漆黒の神狼、深緑の風牙

 ったく、厄介事はまとめて襲い掛かってくるってのか?


 ウインド・ウルフを回収して獣車に戻ろうと思ってたんだが、何か嫌な予感がしてウインド・ウルフが来た方角にドルフィン・アイを発動させると、デカい黒い狼がこっちに向かってきてるのが見えた。

 おいおい、なんだよあれは。

 グリーン・ファングなら緑のはずだろ。

 そう思ってたら、今度は遠吠えが聞こえてきた。

 例の黒い狼が吠えたのは確認してるが、もしかしなくてもこれって仲間を呼んでるんじゃないだろうか?

厄介なことをしてくれるな。


「大和!」


 突然プリムが大声で俺を呼んだから振り返ると、そこにはグラス・ウルフ、グリーン・ウルフ、ウインド・ウルフの群れがこっちに向かってきていた。

 多いな。

 パッと見でも30匹はいるぞ。


「またけっこうな数だな。プリム、こっちからも多分やってくる。

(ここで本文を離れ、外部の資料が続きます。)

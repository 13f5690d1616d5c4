//! Loads meshes, builds the scene and casts a grid of rays through it,
//! comparing the accelerated query against the brute force one.

use std::{path::PathBuf, time::Instant};

use anyhow::{Context as _, Result, bail};
use clap::Parser;
use indicatif::ProgressBar;
use quadtrace::{
    Mesh, QbvhSettings, Scene,
    geometry::{FloatType, Intersection, Ray, WorldBox, WorldPoint, WorldVector},
};

#[derive(Parser)]
#[command(name = "quadtrace-cli")]
#[command(about = "Cast rays through a scene and check the accelerator against brute force", long_about = None)]
struct Cli {
    /// Wavefront OBJ files to load, a unit cube is used if none are given
    meshes: Vec<PathBuf>,

    /// Number of rays along each side of the ray grid
    #[arg(short, long, default_value_t = 256)]
    resolution: usize,

    /// Maximum number of primitives in a QBVH leaf
    #[arg(long, default_value_t = 8)]
    max_leaf_primitives: usize,

    /// Maximum depth of the QBVH
    #[arg(long, default_value_t = 48)]
    max_depth: usize,

    /// Skip the comparison with brute force intersection
    #[arg(long)]
    no_verify: bool,

    /// Print debug output
    #[arg(short, long)]
    verbose: bool,
}

fn main() -> Result<()> {
    let cli = Cli::parse();

    use simplelog::LevelFilter::{Debug, Info, Off};
    simplelog::TermLogger::init(
        if cli.verbose { Debug } else { Info },
        simplelog::ConfigBuilder::new()
            .set_target_level(Off)
            .set_location_level(Off)
            .build(),
        simplelog::TerminalMode::Stderr,
        simplelog::ColorChoice::Auto,
    )?;

    let scene = load_scene(&cli)?;
    let bounds = scene.bounding_box();
    if bounds.is_empty() {
        bail!("Scene has no geometry");
    }
    if let Some(qbvh) = scene.accelerator() {
        log::info!("Tree statistics:\n{}", qbvh.statistics());
    }

    let rays = ray_grid(&bounds, cli.resolution);

    let start = Instant::now();
    let hits = scene.intersect_all(&rays);
    let elapsed = start.elapsed();
    let hit_count = hits.iter().filter(|hit| hit.is_some()).count();
    log::info!(
        "{} rays, {} hits in {:.3?} ({:.2} Mrays/s)",
        rays.len(),
        hit_count,
        elapsed,
        rays.len() as f64 / elapsed.as_secs_f64() / 1e6
    );

    if !cli.no_verify {
        verify(&scene, &rays, &hits)?;
    }

    Ok(())
}

fn load_scene(cli: &Cli) -> Result<Scene> {
    let mut scene = Scene::new();

    if cli.meshes.is_empty() {
        log::info!("No meshes given, using a unit cube");
        scene.add_mesh(Mesh::cube());
    }
    for path in &cli.meshes {
        let mesh =
            Mesh::with_obj(path).with_context(|| format!("Loading {}", path.display()))?;
        scene.add_mesh(mesh);
    }

    scene.generate_triangle_buffer();
    log::info!("Scene has {} primitives", scene.primitive_count());

    let start = Instant::now();
    scene.build_accelerator_with(
        &QbvhSettings::builder()
            .max_leaf_primitives(cli.max_leaf_primitives)
            .max_depth(cli.max_depth)
            .build(),
    );
    if let Some(qbvh) = scene.accelerator() {
        log::info!(
            "Accelerator built in {:.3?}: {} inner nodes, {} leaves, {} triangle blocks",
            start.elapsed(),
            qbvh.inner_node_count(),
            qbvh.leaf_count(),
            qbvh.block_count()
        );
    }

    Ok(scene)
}

/// Rays from a point in front of the scene towards a regular grid covering its bounds.
fn ray_grid(bounds: &WorldBox, resolution: usize) -> Vec<Ray> {
    let center = bounds.center();
    let size = bounds.size();
    let eye = center + WorldVector::new(0.0, 0.0, 1.5 * size.norm() + size.z);

    let step = |i: usize| (i as FloatType + 0.5) / resolution as FloatType - 0.5;
    (0..resolution)
        .flat_map(|y| (0..resolution).map(move |x| (x, y)))
        .map(|(x, y)| {
            let target = WorldPoint::new(
                center.x + size.x * step(x),
                center.y - size.y * step(y),
                center.z,
            );
            Ray::new(eye, target - eye)
        })
        .collect()
}

fn verify(scene: &Scene, rays: &[Ray], hits: &[Option<Intersection>]) -> Result<()> {
    const TOLERANCE: FloatType = 1e-4;

    let bar = ProgressBar::new(rays.len() as u64);
    let mut mismatches = 0usize;
    for (ray, hit) in rays.iter().zip(hits) {
        let expected = scene.intersect_brute_force(ray);
        let matching = match (hit, &expected) {
            (Some(a), Some(b)) => (a.t - b.t).abs() <= TOLERANCE * (1.0 + b.t),
            (None, None) => true,
            _ => false,
        };
        if !matching {
            log::debug!(
                "Mismatch for ray {:?}: accelerated {:?}, brute force {:?}",
                ray,
                hit.as_ref().map(|h| h.t),
                expected.as_ref().map(|h| h.t)
            );
            mismatches += 1;
        }
        bar.inc(1);
    }
    bar.finish_and_clear();

    if mismatches > 0 {
        bail!("{mismatches} of {} rays differ from brute force", rays.len());
    }
    log::info!("All {} rays match brute force", rays.len());
    Ok(())
}

#[cfg(test)]
mod test {
    use super::*;
    use assert2::{assert, let_assert};
    use clap::CommandFactory;

    #[test]
    fn verify_cli() {
        Cli::command().debug_assert();
    }

    #[test]
    fn default_scene_is_hit_everywhere() {
        let_assert!(Ok(scene) = load_scene(&Cli::parse_from(["quadtrace-cli"])));
        let rays = ray_grid(&scene.bounding_box(), 4);
        assert!(rays.len() == 16);

        let hits = scene.intersect_all(&rays);
        assert!(hits.iter().all(|hit| hit.is_some()));
        assert!(verify(&scene, &rays, &hits).is_ok());
    }
}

しかもボスは、グリーン・ファングじゃない」

「ど、どういうことよ!?」


 アプリコットさんの顔が驚愕に染まり、プリムが大声を上げる。

 それでも群れから目を離さないのは流石だ。


「ドルフィン・アイでこの先を見てみたんだが、こっちに向かってきてるのはやたらデカい黒い狼だ。グリーン・ファングは緑だって話だろ?」

「黒?ま、まさか!」


 プリムの声に若干だが怯えの色が混じった。

 けっこう嫌な予感がするな。

 もうすぐ視界に入るし、これだけの数のウルフ種に囲まれてるんだから、逃げるのも無理だし、覚悟を決めるしかないんだが。

 お、見えた。

 やっぱデカい黒狼だな。


「や、やっぱり……ブラック・フェンリルだわ!」

「フェンリル!?」


 現れた黒い狼は、全長5メートル以上は確定の巨狼だった。

 闇色の体毛に覆われ、鋭く尖った漆黒の牙と爪を持ち、黒い宝石と見間違う程黒い瞳に怒りを込めて、俺を睨んでいる。

 って、北欧神話の神喰狼様の名前がついてるのかよ!

 グリーン・ファングより格上確定じゃねえか!


「異常種のさらに上位の存在……。1匹で街1つを、簡単に落とせる力を持った災害種よ!」


 異常種のさらに上かよ。

 ウルフ種の数も数だし、こりゃ本気でいかないと、あっという間に飲み込まれるな。


 ブラック・フェンリルが射程距離に入ったことを確認すると、俺はマルチ・エッジとミラー・リングを生成し、水性A級広域対象系術式ニブルヘイムと風性A級広域対象系術式アルフヘイムの積層結界を発動させ、先手必勝とばかりに、さっきウインド・ウルフを倒した時より強力な氷の刃を纏った竜巻を、ウルフ種の群れに向けて放った。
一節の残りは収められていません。